A very interesting overview of the state of the banking system. Written without jargon so even numpty's like me can follow it.
My conclusion from it is that the banking industry carries inherent risks that are currently exposed by interest rate increases after 10 years of historic lows.

https://www.bitsaboutmoney.com/archive/banking-in-very-uncertain-times/

It will be interesting to see if folks who use smaller UK banks start shifting it out to the bigger boys (particularly over £85K). Of course, that’s how these problems become self perpetuating.
 
A very interesting overview of the state of the banking system. Written without jargon so even numpty's like me can follow it.
My conclusion from it is that the banking industry carries inherent risks that are currently exposed by interest rate increases after 10 years of historic lows.

https://www.bitsaboutmoney.com/archive/banking-in-very-uncertain-times/
Increasing interest rates is a means to widen the wealth gap and only controls inflation by making poor people even poorer.
 
We had low interest rates for 20 years and the wealth gap widened.

The wealth gap started to widen in 1979 and has continued on an upward trend ever since, After 2010 it was austerity that caused greater wealth inequality, not the lowering of interest rates.
 
The wealth gap started to widen in 1979 and has continued on an upward trend ever since, After 2010 it was austerity that caused greater wealth inequality, not the lowering of interest rates.
Ah, well obviously you're the expert. Was there austerity everywhere in the world where the wealth gap also widened?
 
The richest people ever were Andrew Carnegie and John Rockefeller both of whom lived died in the second half of the nineteenth century and the first half of the twentieth i.e. well before 1979.
 
The richest people ever were Andrew Carnegie and John Rockefeller both of whom lived died in the second half of the nineteenth century and the first half of the twentieth i.e. well before 1979.
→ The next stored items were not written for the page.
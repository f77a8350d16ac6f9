//! 键级锁表
//!
//! 每个指纹对应一把锁，按需创建。同一指纹的并发调用串行执行，不同指纹互不阻塞。
//! 获取锁有等待上限，超时的调用方直接失败，不会影响正在持有锁的调用。
//!
//! 锁条目按引用计数回收：最后一个持有/等待者离开后即从表中移除，
//! 长时间运行时锁表大小只与“正在进行的调用”相关。

use super::Fingerprint;
use parking_lot::Mutex;
use std::collections::HashMap;
use std::sync::Arc;
use std::time::Duration;

/// 等待锁超时
#[derive(Debug, Clone, Copy, PartialEq, Eq)]
pub struct LockTimedOut;

/// 指纹 -> 锁
#[derive(Debug, Default)]
pub struct LockTable {
    slots: Mutex<HashMap<Fingerprint, Arc<Mutex<()>>>>,
}

impl LockTable {
    pub fn new() -> Self {
        Self::default()
    }

    /// 在指纹锁内执行 `f`
    ///
    /// 在 `timeout` 内拿不到锁时返回 `Err(LockTimedOut)`，`f` 不会被执行。
    pub fn run_locked<R>(
        &self,
        key: &Fingerprint,
        timeout: Duration,
        f: impl FnOnce() -> R,
    ) -> Result<R, LockTimedOut> {
        let slot = self.acquire_slot(key);

        let result = match slot.try_lock_for(timeout) {
            Some(_guard) => Ok(f()),
            None => Err(LockTimedOut),
        };

        self.release_slot(key, slot);
        result
    }

    fn acquire_slot(&self, key: &Fingerprint) -> Arc<Mutex<()>> {
        let mut slots = self.slots.lock();
        Arc::clone(slots.entry(key.clone()).or_default())
    }

    fn release_slot(&self, key: &Fingerprint, slot: Arc<Mutex<()>>) {
        let mut slots = self.slots.lock();
        // 表里一份 + 当前调用一份：没有其他持有者或等待者
        if Arc::strong_count(&slot) == 2 {
            slots.remove(key);
        }
    }

    /// 当前存活的锁条目数量
    pub fn len(&self) -> usize {
        self.slots.lock().len()
    }

    pub fn is_empty(&self) -> bool {
        self.len() == 0
    }
}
Some say it was the Medici family in the late medieval times. They where bankers, but carefully avoided lending money to anyone! Instead they did what banks still do, they transferred money and charged their customers heavily for the privilege. And, yes, they took care of the Popes business.
 
The richest people ever were Andrew Carnegie and John Rockefeller both of whom lived died in the second half of the nineteenth century and the first half of the twentieth i.e. well before 1979.
And? The question was the wealth gap, and that grew dramatically wider after 1979. The actual evidence is clear
 
Ah, well obviously you're the expert. Was there austerity everywhere in the world where the wealth gap also widened?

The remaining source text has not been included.